Finally, we also expect the strong margin profile of our AI cloud business to continue, underpinned by low power costs, but importantly, full ownership of our AI data centers. eliminating any third-party co-location fees from our cost base. Our Prince George Campus will anchor this next phase of our AI cloud growth. So as I alluded to earlier, we are pleased to announce today that construction is well underway on a new 10-megawatt liquid cooled data center at Prince George, designed to support more than 4,500 Blackwell GB-300 GBUs. Following this buildout, half of Prince George's capacity will now be dedicated to AI cloud services. There has been clear runway to double capacity to more than 20,000 GPUs at this site alone. Procurement is also in progress to equip every GPU deployment at Prince George with backup generators and UPS systems Beyond Prince George, Mackenzie and Canal Flats. Our data center [indiscernible] business in each of these locations create an even larger opportunity with powered shells, existing and designed to the same architecture as Prince George, these sites offer a straightforward and replicable pathway to more than 60,000 GB-300s. Horizon 1 and our broader portfolio of data center sites in Texas opens up a further path to continued AI cloud growth.

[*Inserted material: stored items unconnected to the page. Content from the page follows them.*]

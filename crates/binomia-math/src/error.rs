//! Error types for numerical operations.

use thiserror::Error;

/// A specialized Result type for numerical operations.
pub type MathResult<T> = Result<T, MathError>;

/// Errors that can occur during numerical operations.
#[derive(Error, Debug, Clone, PartialEq)]
pub enum MathError {
    /// Invalid search interval.
    #[error("Invalid bracket: lower bound {lower} is not below upper bound {upper}")]
    InvalidBracket {
        /// Lower bound of the interval.
        lower: f64,
        /// Upper bound of the interval.
        upper: f64,
    },

    /// A value that must be finite was NaN or infinite.
    #[error("Non-finite value for {name}: {value}")]
    NonFiniteValue {
        /// Name of the offending quantity.
        name: &'static str,
        /// The value itself.
        value: f64,
    },

    /// Invalid input parameter.
    #[error("Invalid input: {reason}")]
    InvalidInput {
        /// Description of the invalid input.
        reason: String,
    },
}

impl MathError {
    /// Creates an invalid input error.
    #[must_use]
    pub fn invalid_input(reason: impl Into<String>) -> Self {
        Self::InvalidInput {
            reason: reason.into(),
        }
    }

    /// Creates a non-finite value error.
    #[must_use]
    pub fn non_finite(name: &'static str, value: f64) -> Self {
        Self::NonFiniteValue { name, value }
    }
}
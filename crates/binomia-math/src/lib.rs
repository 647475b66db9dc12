//! # Binomia Math
//!
//! Numerical primitives for the Binomia option pricing library.
//!
//! This crate provides:
//!
//! - **Distributions**: Standard normal CDF/PDF backed by `statrs`
//! - **Optimization**: Bounded one-dimensional minimization (bracket search,
//!   Brent, golden section)
//!
//! ## Design Philosophy
//!
//! - **Numerical Stability**: NaN objectives are treated as +inf, bounds are
//!   never violated
//! - **Observable Convergence**: Minimizers report `converged` and iteration
//!   counts instead of failing silently

#![warn(missing_docs)]
#![warn(clippy::all)]
#![warn(clippy::pedantic)]
#![allow(clippy::module_name_repetitions)]
#![allow(clippy::missing_errors_doc)]
#![allow(clippy::missing_panics_doc)]
#![allow(clippy::must_use_candidate)]
#![allow(clippy::doc_markdown)]
#![allow(clippy::cast_precision_loss)]
#![allow(clippy::similar_names)]
#![allow(clippy::many_single_char_names)]
#![allow(clippy::unreadable_literal)]
#![allow(clippy::float_cmp)]
#![allow(clippy::neg_cmp_op_on_partial_ord)]

pub mod distributions;
pub mod error;
pub mod optimization;

/// Prelude module for convenient imports.
pub mod prelude {
    pub use crate::distributions::{norm_cdf, norm_pdf};
    pub use crate::error::{MathError, MathResult};
    pub use crate::optimization::{
        bracket_minimum, brent_minimize, golden_section, minimize_bounded, Bracket,
        BrentMinimizer, GoldenSectionMinimizer, MinimizerResult, OptimizationConfig,
        ScalarMinimizer,
    };
}

pub use error::{MathError, MathResult};
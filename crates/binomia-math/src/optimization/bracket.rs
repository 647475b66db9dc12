//! Downhill bracket search inside bounds.

use crate::error::{MathError, MathResult};
use crate::optimization::{sanitize, OptimizationConfig};

/// Growth factor applied to the step after each successful downhill move.
const GROWTH: f64 = 1.618_033_988_749_895;

/// Maximum number of step expansions before giving up.
const MAX_EXPANSIONS: u32 = 100;

/// An interval known to contain a local minimum.
///
/// When `bracketed` is true, `lower <= mid <= upper` and `f(mid)` is not
/// larger than the objective at either end. A minimum sitting on one of the
/// bounds yields `mid == lower` or `mid == upper`.
#[derive(Debug, Clone, Copy, PartialEq)]
pub struct Bracket {
    /// Lower end of the interval.
    pub lower: f64,
    /// Best point found so far.
    pub mid: f64,
    /// Upper end of the interval.
    pub upper: f64,
    /// Objective value at `mid`.
    pub f_mid: f64,
    /// False when the expansion budget ran out before the objective turned
    /// up, or when the objective is not finite anywhere the walk looked.
    pub bracketed: bool,
    /// Number of step expansions taken by the walk.
    pub expansions: u32,
}

/// Brackets a minimum of `f` starting from `initial_guess`.
///
/// The walk starts with `config.initial_step`, picks the downhill direction,
/// and grows the step geometrically until the objective increases or a bound
/// is hit. Every trial point stays within `bounds`; the upper bound may be
/// infinite.
///
/// # Errors
///
/// Returns [`MathError::InvalidBracket`] if the bounds are empty and
/// [`MathError::NonFiniteValue`] if the initial guess is NaN or infinite.
pub fn bracket_minimum<F>(
    f: F,
    initial_guess: f64,
    bounds: (f64, f64),
    config: &OptimizationConfig,
) -> MathResult<Bracket>
where
    F: Fn(f64) -> f64,
{
    let (lower, upper) = bounds;
    if lower.is_nan() || upper.is_nan() || lower >= upper {
        return Err(MathError::InvalidBracket { lower, upper });
    }
    if !initial_guess.is_finite() {
        return Err(MathError::non_finite("initial_guess", initial_guess));
    }

    let clamp = |x: f64| x.clamp(lower, upper);
    let eval = |x: f64| sanitize(f(x));

    let start = clamp(initial_guess);
    let f_start = eval(start);
    let step = config.initial_step;

    let right = clamp(start + step);
    let f_right = if right > start { eval(right) } else { f64::INFINITY };

    let (direction, mut cur, mut f_cur) = if f_right < f_start {
        (1.0, right, f_right)
    } else {
        let left = clamp(start - step);
        let f_left = if left < start { eval(left) } else { f64::INFINITY };
        if f_left < f_start {
            (-1.0, left, f_left)
        } else {
            // Neither neighbour improves: start point already brackets,
            // unless the objective is infinite on all three points.
            return Ok(Bracket {
                lower: left,
                mid: start,
                upper: right,
                f_mid: f_start,
                bracketed: f_start.is_finite(),
                expansions: 0,
            });
        }
    };

    let mut prev = start;
    let mut step = step * GROWTH;

    for expansions in 0..MAX_EXPANSIONS {
        let next = clamp(cur + direction * step);
        if next == cur {
            // Pinned against a bound; the minimum is on the boundary.
            return Ok(ordered(prev, cur, cur, f_cur, expansions));
        }

        let f_next = eval(next);
        if f_next >= f_cur {
            return Ok(ordered(prev, cur, next, f_cur, expansions + 1));
        }

        prev = cur;
        cur = next;
        f_cur = f_next;
        step *= GROWTH;
    }

    Ok(Bracket {
        lower: prev.min(cur),
        mid: cur,
        upper: prev.max(cur),
        f_mid: f_cur,
        bracketed: false,
        expansions: MAX_EXPANSIONS,
    })
}

fn ordered(a: f64, mid: f64, c: f64, f_mid: f64, expansions: u32) -> Bracket {
    Bracket {
        lower: a.min(c),
        mid,
        upper: a.max(c),
        f_mid,
        bracketed: true,
        expansions,
    }
}
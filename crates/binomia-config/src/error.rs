//! Configuration error types.

use thiserror::Error;

/// Configuration operation result type.
pub type ConfigResult<T> = Result<T, ConfigError>;

/// Configuration error types.
#[derive(Debug, Error)]
pub enum ConfigError {
    /// Validation error.
    #[error("Validation error: {field}: {message}")]
    Validation {
        /// Field that failed validation.
        field: String,
        /// Validation error message.
        message: String,
    },

    /// Multiple validation errors.
    #[error("Multiple validation errors: {0:?}")]
    MultipleValidationErrors(Vec<ValidationError>),

    /// Serialization error.
    #[error("Serialization error: {0}")]
    Serialization(String),

    /// Deserialization error.
    #[error("Deserialization error: {0}")]
    Deserialization(String),

    /// Configuration file could not be read or written.
    #[error("I/O error on '{path}': {source}")]
    Io {
        /// Path of the configuration file.
        path: String,
        /// Underlying I/O error.
        #[source]
        source: std::io::Error,
    },
}

/// A single validation error.
#[derive(Debug, Clone, PartialEq, Eq)]
pub struct ValidationError {
    /// Field that failed validation.
    pub field: String,
    /// Validation error message.
    pub message: String,
    /// Validation rule that was violated.
    pub rule: Option<String>,
}

impl ValidationError {
    /// Creates a new validation error.
    pub fn new(field: impl Into<String>, message: impl Into<String>) -> Self {
        Self {
            field: field.into(),
            message: message.into(),
            rule: None,
        }
    }

    /// Creates a validation error with a rule name.
    pub fn with_rule(
        field: impl Into<String>,
        message: impl Into<String>,
        rule: impl Into<String>,
    ) -> Self {
        Self {
            field: field.into(),
            message: message.into(),
            rule: Some(rule.into()),
        }
    }

    /// Prefixes the field name, e.g. `tolerance` -> `implied_vol.tolerance`.
    #[must_use]
    pub fn nested(mut self, parent: &str) -> Self {
        self.field = format!("{parent}.{}", self.field);
        self
    }
}

impl std::fmt::Display for ValidationError {
    fn fmt(&self, f: &mut std::fmt::Formatter<'_>) -> std::fmt::Result {
        if let Some(ref rule) = self.rule {
            write!(f, "{}: {} (rule: {})", self.field, self.message, rule)
        } else {
            write!(f, "{}: {}", self.field, self.message)
        }
    }
}

impl From<serde_json::Error> for ConfigError {
    fn from(err: serde_json::Error) -> Self {
        if err.is_data() || err.is_syntax() || err.is_eof() {
            ConfigError::Deserialization(err.to_string())
        } else {
            ConfigError::Serialization(err.to_string())
        }
    }
}

/// Trait for validatable configurations.
pub trait Validate {
    /// Validates the configuration.
    ///
    /// Returns a list of validation errors, or an empty vector if valid.
    fn validate(&self) -> Vec<ValidationError>;

    /// Returns true if the configuration is valid.
    fn is_valid(&self) -> bool {
        self.validate().is_empty()
    }

    /// Validates and returns an error if invalid.
    fn validate_or_error(&self) -> ConfigResult<()> {
        let mut errors = self.validate();
        match errors.len() {
            0 => Ok(()),
            1 => {
                let err = errors.remove(0);
                Err(ConfigError::Validation {
                    field: err.field,
                    message: err.message,
                })
            }
            _ => Err(ConfigError::MultipleValidationErrors(errors)),
        }
    }
}

#[cfg(test)]
mod tests {
    use super::*;

    #[test]
    fn test_validation_error_display() {
        let err = ValidationError::with_rule("tolerance", "must be positive", "valid_tolerance");
        assert_eq!(
            err.to_string(),
            "tolerance: must be positive (rule: valid_tolerance)"
        );

        let nested = ValidationError::new("tolerance", "must be positive").nested("implied_vol");
        assert_eq!(nested.field, "implied_vol.tolerance");
    }

    #[test]
    fn test_json_error_is_deserialization() {
        let err: ConfigError = serde_json::from_str::<u32>("\"x\"").unwrap_err().into();
        assert!(matches!(err, ConfigError::Deserialization(_)));
    }
}
//! Cox-Ross-Rubinstein tree parameters.

use crate::lattice::NodeKey;
use crate::types::PricingParams;

/// Per-step quantities of a CRR tree.
///
/// ```text
/// dt   = t / n
/// u    = exp(sigma * sqrt(dt)),  d = 1 / u
/// p_u  = (exp(r dt) - d) / (u - d),  p_d = 1 - p_u
/// disc = exp(-r dt)
/// ```
///
/// `u * d == 1` makes the tree recombine. The probabilities are only a valid
/// measure when `d < exp(r dt) < u`; see [`CrrParameters::is_arbitrage_free`].
#[derive(Debug, Clone, Copy, PartialEq)]
pub struct CrrParameters {
    /// Number of time steps.
    pub steps: usize,
    /// Length of one step in years.
    pub dt: f64,
    /// Up factor.
    pub up: f64,
    /// Down factor.
    pub down: f64,
    /// Risk-neutral probability of an up move.
    pub prob_up: f64,
    /// Risk-neutral probability of a down move.
    pub prob_down: f64,
    /// One-step discount factor.
    pub discount: f64,
}

impl CrrParameters {
    /// Computes the tree parameters. Requires `volatility > 0` and `steps >= 1`.
    #[must_use]
    pub fn new(params: &PricingParams, steps: usize) -> Self {
        let dt = params.maturity / steps as f64;
        let up = (params.volatility * dt.sqrt()).exp();
        let down = (-params.volatility * dt.sqrt()).exp();
        let growth = (params.rate * dt).exp();
        let prob_up = (growth - down) / (up - down);

        Self {
            steps,
            dt,
            up,
            down,
            prob_up,
            prob_down: 1.0 - prob_up,
            discount: (-params.rate * dt).exp(),
        }
    }

    /// True when both probabilities lie in `[0, 1]`.
    #[must_use]
    pub fn is_arbitrage_free(&self) -> bool {
        (0.0..=1.0).contains(&self.prob_up) && (0.0..=1.0).contains(&self.prob_down)
    }

    /// Underlying price at `key`: `S * u^up * d^down`.
    ///
    /// Evaluated as `S * u^(up - down)` since `u * d == 1`; the separate
    /// powers overflow to `inf * 0` on deep, high-volatility trees.
    #[must_use]
    pub fn underlying_at(&self, spot: f64, key: NodeKey) -> f64 {
        let net = key.up() as i32 - key.down() as i32;
        spot * self.up.powi(net)
    }
}
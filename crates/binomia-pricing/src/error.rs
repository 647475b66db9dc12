//! Error types for option pricing.

use thiserror::Error;

use binomia_config::ConfigError;
use binomia_math::MathError;

/// Result type for pricing operations.
pub type PricingResult<T> = Result<T, PricingError>;

/// Errors that can occur during option pricing.
#[derive(Debug, Error)]
pub enum PricingError {
    /// A pricing input is outside its domain (e.g. negative spot).
    #[error("invalid parameter: {name} = {value} ({reason})")]
    InvalidParameter {
        /// Parameter name.
        name: &'static str,
        /// Offending value.
        value: f64,
        /// What the parameter must satisfy.
        reason: &'static str,
    },

    /// The closed form is undefined for these inputs (zero volatility or maturity).
    #[error("numerical domain error: {0}")]
    NumericalDomain(String),

    /// Error raised by a numerical primitive.
    #[error("math error: {0}")]
    Math(#[from] MathError),

    /// Invalid solver or lattice configuration.
    #[error("configuration error: {0}")]
    Config(#[from] ConfigError),
}

impl PricingError {
    /// Creates an invalid parameter error.
    #[must_use]
    pub fn invalid_parameter(name: &'static str, value: f64, reason: &'static str) -> Self {
        Self::InvalidParameter {
            name,
            value,
            reason,
        }
    }

    /// Creates a numerical domain error.
    pub fn numerical_domain(msg: impl Into<String>) -> Self {
        Self::NumericalDomain(msg.into())
    }
}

It's fair to say we're incredibly excited by the AI cloud opportunity. It's a business line that many are simply unable to pursue due to the significant technical expertise and requirements involved with 2- to 3-year payback periods and the low-cost GPU financing structures we are securing, we see this as a highly attractive pathway to continue compounding shareholder value.
Our ability to build and operate world-class AI services, all the way down from the transmission line down to the compute layer uniquely positions IREN at the forefront of this digital AI transformation.
Now on to the major projects driving our AI expansion. Childress continues to show strong on-the-ground momentum with Horizon 1 construction, progressing according to schedule and remaining on track for this year. As you can see in the progress photos, the data center buildings are nearing completion and the installation of the liquid cooling plant on the south side of the hall is underway.
Based on customer feedback, we have also upgraded certain specifications, including introducing full Tier 3 equivalent redundancy across all critical power and cooling systems. Due to the expected timing gap before NVIDIA's Ruben GPUs are available, we have also reconfigured the design to be able to accommodate a wider range of [indiscernible] entities while preserving the flexibility to accommodate next-generation systems when they are available. Even with these adjustments, we expect to remain a very competitive build cost target, reflecting the efficiencies of our in-house design, procurement and construction model. Finally, we are also moving ahead with certain tenant scope work to derisk delivery time lines and provide additional flexibility, including the potential to monetize the capacity via our own AI cloud service.
In that regard, engagement remains active with both hyperscaler and non-hyperscale customers across both cloud and colocation opportunities, site visits, diligence, commercial discussions, documentation ongoing. Building on this strong customer traction at Horizon 1 and general overall market momentum, we are pleased to announce that we've commenced early works and long lead procurement for Horizon 2, a potential second 50-megawatt IT load liquid-cooled facility at Childress.
Together, Horizons 1 and 2 will have capacity to support over 38,000 liquid cooled GB-300 creating one of the largest clusters in the U.S. market. In saying that, it's still modest compared to the capacity of our Sweetwater hub, which could support over 600,000 GB-300s, which is a good segue, Sweetwater. So both construction and commercial momentum continues to build at the 1.4 gigawatt Sweetwater 1 site, still scheduled for energization in April 2026.
As you can see in the progress photo, construction of the high-voltage bulk substation is underway and key long lead equipment continues to arrive at site. On the commercial front, we're advancing discussions with prospective customers for different structures. The campus is inherently flexible by design so we can meet demand across the entire AI infrastructure stack, powered shells with partners who want to self-operate, turnkey colocation for customers seeking speed and cloud services for those who would like us to run it end to end.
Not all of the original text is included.